Purpose: Transforming growth factor beta (TGFβ) affects both corneal epithelial and stromal wound healing mechanisms by activating several signaling pathways. One of these being the Smad pathway, which, in addition to TGFβ, requires the presence of Smad Anchor for Receptor Activation (SARA) to become activated. Previous studies in human corneal epithelial cells (HCE) have shown that Trx-SARA, an inhibitor of SARA, can effectively inhibit the Smad pathway. In the current study, we investigated the use of Trx-SARA in primary human corneal fibroblasts (HCF) to discern the relationship between the Smad pathway and the activation of a known TGFβ-target protein, thrombospondin-1 (TSP-1), and HCF proliferation.

Methods: Retroviruses (RTV) were made with either Trx-SARA or Trx-GA, a control plasmid. HCF ± Trx-SARA or -GA were serum starved and then grown with 2ng/ml TGFβ1 overnight. Samples with no TGFβ1-treatment served as controls. Samples were collected and then processed to examine the effects of Trx-SARA on TSP-1 expression by western blotting (WB) or on Ki67 expression by indirect-immunofluorescence (IF).

Results: Inhibition of Smad signaling reduced HCF proliferation by almost 50%; however, blocking Smad signaling had no effect on TSP-1 expression in HCF, which is in contrast to HCE data where TSP-1 expression was reduced by 90%.

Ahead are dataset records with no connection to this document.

//! WEBHOOK: POST the rule context to an external endpoint. One attempt per
//! execution; a non-2xx answer fails the action.

use async_trait::async_trait;
use serde_json::{json, Value};
use socialhub_core::automation::actions::WebhookConfig;
use socialhub_core::automation::{ActionConfig, ActionType};
use socialhub_events::WebhookDelivery;

use crate::error::ActionError;
use crate::registry::{ActionContext, ActionHandler};

pub struct WebhookHandler {
    delivery: WebhookDelivery,
}

impl WebhookHandler {
    pub fn new(delivery: WebhookDelivery) -> Self {
        Self { delivery }
    }
}

/// Request body sent to the endpoint.
fn request_body(config: &WebhookConfig, ctx: &ActionContext) -> Value {
    let mut body = json!({
        "rule_id": ctx.rule_id,
        "rule_name": ctx.rule_name,
        "business_id": ctx.business_id,
        "action_index": ctx.action_index,
    });
    if config.include_trigger_data {
        body["trigger_data"] = ctx.trigger_data.clone();
    }
    if let Some(payload) = &config.payload {
        body["payload"] = payload.clone();
    }
    body
}

#[async_trait]
impl ActionHandler for WebhookHandler {
    async fn handle(&self, config: &Value, ctx: &ActionContext) -> Result<Value, ActionError> {
        let config: WebhookConfig = match ActionConfig::parse(&ActionType::Webhook, config)? {
            ActionConfig::Webhook(c) => c,
            _ => return Err(ActionError::InvalidConfig("expected a WEBHOOK config".into())),
        };

        let body = request_body(&config, ctx);
        let status = self
            .delivery
            .send(&config.url, &config.headers, &body)
            .await
            .map_err(|e| ActionError::Failed(e.to_string()))?;

        Ok(json!({ "url": config.url, "status": status }))
    }
}
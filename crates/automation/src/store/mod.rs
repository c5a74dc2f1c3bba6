//! Persistence seams for rules and execution records.
//!
//! The engine only talks to these traits. [`postgres::PgAutomationStore`]
//! backs them with the `socialhub-db` repositories; [`memory::MemoryAutomationStore`]
//! keeps everything in process for tests and embedding.

pub mod memory;
pub mod postgres;

use async_trait::async_trait;
use socialhub_core::automation::{
    AutomationExecution, AutomationRule, CounterOutcome, CreateAutomationRule, ExecutionSummary,
    RuleStatus, UpdateAutomationRule,
};
use socialhub_core::types::DbId;
use uuid::Uuid;

use crate::error::StoreError;

/// Rule persistence. All reads and writes are scoped to a business except
/// the counter increment, which is keyed by rule id alone.
#[async_trait]
pub trait RuleStore: Send + Sync {
    /// Validate and insert a new rule.
    async fn create_rule(
        &self,
        business_id: DbId,
        input: &CreateAutomationRule,
    ) -> Result<AutomationRule, StoreError>;

    /// List rules ordered `priority desc, created_at asc, id asc`.
    async fn list_rules(
        &self,
        business_id: DbId,
        status: Option<RuleStatus>,
    ) -> Result<Vec<AutomationRule>, StoreError>;

    async fn get_rule(
        &self,
        id: DbId,
        business_id: DbId,
    ) -> Result<Option<AutomationRule>, StoreError>;

    /// Apply a validated patch. Counters and status are left untouched.
    async fn update_rule(
        &self,
        id: DbId,
        business_id: DbId,
        patch: &UpdateAutomationRule,
    ) -> Result<AutomationRule, StoreError>;

    /// Delete a rule together with its execution history.
    async fn delete_rule(&self, id: DbId, business_id: DbId) -> Result<(), StoreError>;

    /// Move a rule to `status`, enforcing the lifecycle transitions.
    async fn update_rule_status(
        &self,
        id: DbId,
        business_id: DbId,
        status: RuleStatus,
    ) -> Result<AutomationRule, StoreError>;

    /// Atomically bump the rule's rolling counters.
    async fn increment_counters(&self, id: DbId, outcome: CounterOutcome)
        -> Result<(), StoreError>;
}

/// Append-only execution record persistence.
#[async_trait]
pub trait ExecutionStore: Send + Sync {
    async fn create_execution(
        &self,
        record: &AutomationExecution,
    ) -> Result<AutomationExecution, StoreError>;

    /// Newest-first history for a business, joined with rule names.
    async fn execution_history(
        &self,
        business_id: DbId,
        limit: i64,
    ) -> Result<Vec<ExecutionSummary>, StoreError>;

    /// Newest-first history for one rule.
    async fn rule_execution_history(
        &self,
        business_id: DbId,
        rule_id: DbId,
        limit: i64,
    ) -> Result<Vec<ExecutionSummary>, StoreError>;

    async fn find_execution(
        &self,
        business_id: DbId,
        id: Uuid,
    ) -> Result<Option<AutomationExecution>, StoreError>;
}
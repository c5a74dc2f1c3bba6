//! Postgres persistence for SocialHub automation.
//!
//! Pool construction, health check, embedded migrations, row models, and
//! zero-sized repositories.

pub mod models;
pub mod repositories;

use sqlx::postgres::PgPoolOptions;

pub type DbPool = sqlx::PgPool;

/// Create a connection pool from a database URL.
pub async fn create_pool(database_url: &str) -> Result<DbPool, sqlx::Error> {
    PgPoolOptions::new()
        .max_connections(20)
        .connect(database_url)
        .await
}

/// Run a trivial query to confirm the database is reachable.
pub async fn health_check(pool: &DbPool) -> Result<(), sqlx::Error> {
    sqlx::query("SELECT 1").execute(pool).await?;
    Ok(())
}

/// Apply all pending migrations from `db/migrations`.
pub async fn run_migrations(pool: &DbPool) -> Result<(), sqlx::migrate::MigrateError> {
    tracing::debug!("Applying database migrations");
    sqlx::migrate!("../../db/migrations").run(pool).await
}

Conclusions: Trx-SARA is an effective inhibitor of the Smad pathway and a useful tool for studying TSP-1 activation. TSP-1 response to TGFβ1 was not inhibited by Trx-SARA in HCF, suggesting that different signaling pathways are used to activate TSP-1 in HCF and HCE. Interestingly, Trx-SARA inhibited HCF proliferation indicating that proliferation is dependent on Smad signaling.